Structuring the security considerations section

[simoneonofri]

This issue refers to the security review requested in this issue w3c/security-request#58

As specified in the comment, this is the Issue to ask to structure the Security Consideration section in the way specified here

[cc'ing: @innotommy]

[msporny]

@simoneonofri and @innotommy the VCWG is currently preparing to transition up to seven of our specifications to the Proposed Recommendation phase, so this request is coming at a very unfortunate time in the WG's lifecycle. Is this a blocking request before Proposed Recommendation, or can we address this request during v2.1 work (the next cycle)?

Are you asking us to re-structure all seven of those specification's Security Considerations sections? or the Privacy Considerations sections as well?

I have looked through the proposed new structure, and the references to the C2PA specification, and it's not clear what structure you want us to use, or what content to include, in order to address this issue. A complete specification example would help. I do think that the existing Privacy and Security Considerations sections have most of the information suggested around threats and mitigations:

https://w3c.github.io/vc-data-model/#privacy-considerations
https://w3c.github.io/vc-data-model/#security-considerations

... but you might be asking for a comprehensive re-write of those sections? I need some guidance here because what it sounds like you're asking for is multiple days of specification editing per specification leading to weeks to months of delays (e.g., WG discussion on the PRs) for the specifications nearing Proposed Recommendation.

[brentzundel]

Re-structuring the section would make sense for future work. At this stage it feels like a substantial amount of work with little benefit if there aren't any additional consideration that need to be covered.
The group will discuss this.

[msporny]

The group discussed this on the call today, noted that doing this work would be good in time (during v2.1), but doing this much editorial work as close to Proposed Recommendation as we are would be disruptive especially because we don't understand what the final work product needs to look like. The group agreed to mark this as editorial and future work and we will pick this work up during the next work cycle (v2. 1, maintenance).

[iherman]

The issue was discussed in a meeting on 2025-01-22

• no resolutions were taken

View the transcript

2.1. Structuring the security considerations section (issue vc-data-model#1583)

See github issue vc-data-model#1583.

Ivan Herman: this is about structuring the security considerations section.

Manu Sporny: if folks remember for the VCDM, the new security group did a review on it.
… and mentioned there were no blocking issues.
… but said they may raise non-blocking issues.
… we have asked for a final horizontal review.
… we made that request a few weeks ago.
… just last week we heard from the security group and they requested we match a new structure.
… which is planned for all W3C specs.
… The vibration API and the Digital Credentials API groups would also be using this sort of structure.
… we said we'd be happy to participate over time, but I don't think we said we would restructure all our documents at this stage.
… if you look through what was provided, there are a number of ways we could restructure this section.
… some of these suggestions require massive amounts of editorial work.
… we're trying to figure out what amount of this is reasonable at this stage.

Ivan Herman: I agree with brent, this is simply too late.
… we're planning to go to PR in February.

Dave Longley: +1 it's too late in the process, it can be something we do in 2.1/x.1 specs going forward that clean up and revise the spec editorially.

Dave Longley: +1 to do it for maintenance.

Ivan Herman: I'd propose that we put on record that we're happy to do this as maintenance work that we are already chartered to do so post recommendation stage.
… so the issue would stay open.
… and we'd just label it for maintenance phase work.

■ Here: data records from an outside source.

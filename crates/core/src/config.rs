use std::{fmt, time::Duration};
use url::Url;

pub const DEFAULT_BASE_URL: &str = "https://api-b2b.backenster.com/b1/api/v3/";
pub const DEFAULT_TIMEOUT_SECS: u64 = 30;
pub const DEFAULT_MAX_IDLE_PER_HOST: usize = 100;
pub const ENV_API_TOKEN: &str = "LINGVANEX_API_TOKEN";
pub const ENV_BASE_URL: &str = "LINGVANEX_BASE_URL";
pub const ENV_PROXY: &str = "LINGVANEX_PROXY";

const BEARER_PREFIX: &str = "Bearer ";
const PROXY_SCHEMES: &[&str] = &["http", "https", "socks4", "socks4a", "socks5", "socks5h"];

/// Bearer token sent in the `Authorization` header of every request.
///
/// Accepts either the raw token or the full `Bearer <token>` form.
#[derive(Clone, PartialEq, Eq)]
pub struct ApiToken(String);

impl ApiToken {
    pub fn new<S: Into<String>>(value: S) -> Result<Self, ConfigError> {
        let v = value.into();
        let v = v.trim();
        if v.is_empty() || v == BEARER_PREFIX.trim_end() {
            return Err(ConfigError::EmptyApiToken);
        }
        if !v.chars().all(|c| c.is_ascii_graphic() || c == ' ') {
            return Err(ConfigError::InvalidApiToken);
        }
        if v.starts_with(BEARER_PREFIX) {
            Ok(Self(v.to_owned()))
        } else {
            Ok(Self(format!("{BEARER_PREFIX}{v}")))
        }
    }

    /// Full header value, always prefixed with `Bearer `.
    pub fn header_value(&self) -> &str {
        &self.0
    }
}

impl fmt::Debug for ApiToken {
    fn fmt(&self, f: &mut fmt::Formatter<'_>) -> fmt::Result {
        f.write_str("ApiToken(**redacted**)")
    }
}

#[derive(Clone, PartialEq, Eq)]
pub struct ProxyAuth {
    pub username: String,
    pub password: String,
}

impl fmt::Debug for ProxyAuth {
    fn fmt(&self, f: &mut fmt::Formatter<'_>) -> fmt::Result {
        f.debug_struct("ProxyAuth")
            .field("username", &self.username)
            .field("password", &"**redacted**")
            .finish()
    }
}

/// Outbound proxy. HTTP(S) proxies may carry basic auth; SOCKS proxies take
/// their credentials from the URL itself.
#[derive(Clone, PartialEq, Eq)]
pub struct ProxyConfig {
    pub url: Url,
    pub auth: Option<ProxyAuth>,
}

impl ProxyConfig {
    pub fn new(url: &str) -> Result<Self, ConfigError> {
        let url = Url::parse(url).map_err(ConfigError::InvalidProxyUrl)?;
        if !PROXY_SCHEMES.contains(&url.scheme()) {
            return Err(ConfigError::UnsupportedProxyScheme(url.scheme().to_owned()));
        }
        Ok(Self { url, auth: None })
    }

    pub fn with_auth<U: Into<String>, P: Into<String>>(mut self, username: U, password: P) -> Self {
        self.auth = Some(ProxyAuth {
            username: username.into(),
            password: password.into(),
        });
        self
    }

    /// The proxy url with any password masked, safe to log.
    pub fn redacted_url(&self) -> Url {
        let mut url = self.url.clone();
        if url.password().is_some() {
            let _ = url.set_password(Some("**redacted**"));
        }
        url
    }

    pub fn is_socks(&self) -> bool {
        self.url.scheme().starts_with("socks")
    }

    pub(crate) fn to_reqwest(&self) -> Result<reqwest::Proxy, reqwest::Error> {
        let proxy = reqwest::Proxy::all(self.url.as_str())?;
        Ok(match (&self.auth, self.is_socks()) {
            (Some(auth), false) => proxy.basic_auth(&auth.username, &auth.password),
            _ => proxy,
        })
    }
}

impl fmt::Debug for ProxyConfig {
    fn fmt(&self, f: &mut fmt::Formatter<'_>) -> fmt::Result {
        f.debug_struct("ProxyConfig")
            .field("url", &self.redacted_url().as_str())
            .field("auth", &self.auth)
            .finish()
    }
}

#[derive(Clone, Debug, PartialEq, Eq)]
pub struct TranslatorConfig {
    pub token: Option<ApiToken>,
    pub base_url: Url,
    pub timeout: Duration,
    pub max_idle_per_host: usize,
    pub proxy: Option<ProxyConfig>,
}

impl Default for TranslatorConfig {
    fn default() -> Self {
        Self {
            token: None,
            base_url: Url::parse(DEFAULT_BASE_URL).expect("default base url is valid"),
            timeout: Duration::from_secs(DEFAULT_TIMEOUT_SECS),
            max_idle_per_host: DEFAULT_MAX_IDLE_PER_HOST,
            proxy: None,
        }
    }
}

impl TranslatorConfig {
    /// Reads token, base url and proxy from the environment, falling back to
    /// defaults for anything unset.
    pub fn from_env(env: &impl Env) -> Result<Self, ConfigError> {
        let mut cfg = Self::default();
        cfg.token = resolve_api_token(None, ENV_API_TOKEN, env)?;
        if let Some(base_url) = env.var(ENV_BASE_URL) {
            cfg = cfg.with_base_url(&base_url)?;
        }
        if let Some(proxy) = env.var(ENV_PROXY) {
            cfg.proxy = Some(ProxyConfig::new(&proxy)?);
        }
        Ok(cfg)
    }

    pub fn with_token(mut self, token: ApiToken) -> Self {
        self.token = Some(token);
        self
    }

    pub fn with_base_url(mut self, base_url: &str) -> Result<Self, ConfigError> {
        self.base_url = parse_base_url(base_url)?;
        Ok(self)
    }

    pub fn with_timeout(mut self, timeout: Duration) -> Result<Self, ConfigError> {
        if timeout.is_zero() {
            return Err(ConfigError::ZeroTimeout);
        }
        self.timeout = timeout;
        Ok(self)
    }

    pub fn with_max_idle_per_host(mut self, max_idle_per_host: usize) -> Self {
        self.max_idle_per_host = max_idle_per_host;
        self
    }

    pub fn with_proxy(mut self, proxy: Option<ProxyConfig>) -> Self {
        self.proxy = proxy;
        self
    }
}

/// Parses a base url, adding a trailing slash so endpoint paths join under it
/// instead of replacing its last segment.
pub fn parse_base_url(value: &str) -> Result<Url, ConfigError> {
    let mut url = Url::parse(value).map_err(ConfigError::InvalidBaseUrl)?;
    if url.cannot_be_a_base() {
        return Err(ConfigError::InvalidBaseUrl(url::ParseError::RelativeUrlWithCannotBeABaseBase));
    }
    if !url.path().ends_with('/') {
        let path = format!("{}/", url.path());
        url.set_path(&path);
    }
    Ok(url)
}

#[derive(thiserror::Error, Debug, Clone, PartialEq, Eq)]
pub enum ConfigError {
    #[error("api token must not be empty")]
    EmptyApiToken,
    #[error("api token contains characters not allowed in a header")]
    InvalidApiToken,
    #[error("invalid base url: {0}")]
    InvalidBaseUrl(url::ParseError),
    #[error("invalid proxy url: {0}")]
    InvalidProxyUrl(url::ParseError),
    #[error("unsupported proxy scheme: {0}")]
    UnsupportedProxyScheme(String),
    #[error("timeout must be > 0")]
    ZeroTimeout,
}

pub trait Env {
    fn var(&self, key: &str) -> Option<String>;
}

#[derive(Clone, Debug, Default)]
pub struct StdEnv;

impl Env for StdEnv {
    fn var(&self, key: &str) -> Option<String> {
        std::env::var(key).ok()
    }
}

#[derive(Clone, Debug, Default)]
pub struct MapEnv {
    vars: std::collections::BTreeMap<String, String>,
}

impl MapEnv {
    pub fn with_var(mut self, key: &str, value: &str) -> Self {
        self.vars.insert(key.to_owned(), value.to_owned());
        self
    }
}

impl Env for MapEnv {
    fn var(&self, key: &str) -> Option<String> {
        self.vars.get(key).cloned()
    }
}

pub fn resolve_api_token(
    cli_value: Option<String>,
    env_key: &str,
    env: &impl Env,
) -> Result<Option<ApiToken>, ConfigError> {
    match cli_value {
        Some(v) => Ok(Some(ApiToken::new(v)?)),
        None => match env.var(env_key) {
            Some(v) => Ok(Some(ApiToken::new(v)?)),
            None => Ok(None),
        },
    }
}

Phillip Long: +1 for doing the security work as maintenance.

Manu Sporny: we do have a label 'future'.
… so we could mark it for that.
… the stuff they're requesting is interesting, but it also is early stage ideas, so this approach would give the security group more time to test out this approach.
… it would be good for us to do this and we have done this in the past--as seen in our current security considerations section.
… but it would be best to take our time and do it right in the maintenance stage.

Dave Longley: do we need a proposal for this one?

Ivan Herman: if manu can add this info to issue, I think we will be fine.

Ted Thibodeau Jr.: +1 push this section revision to 2.1.

Benjamin Young: +1.

Manu Sporny: I'm writing that now.
… the group decided doing this work would be good in time, but doing this much editorial work this close to recommendation would be disruptive especially.
… the group agreed to mark this as editorial and address as future work during maintenance mode work cycles.

Ivan Herman: that's the only issue brent identified for the data model.

[msporny]

Discussion with the Security IG yesterday noted that we will work on a threat model with the CG and IG and publish that separately. It will take months to do this work properly in the Security IG and Threat Modelling CG and it was not seen as a blocker for the VCDM v2.0 to go to Proposed Recommendation.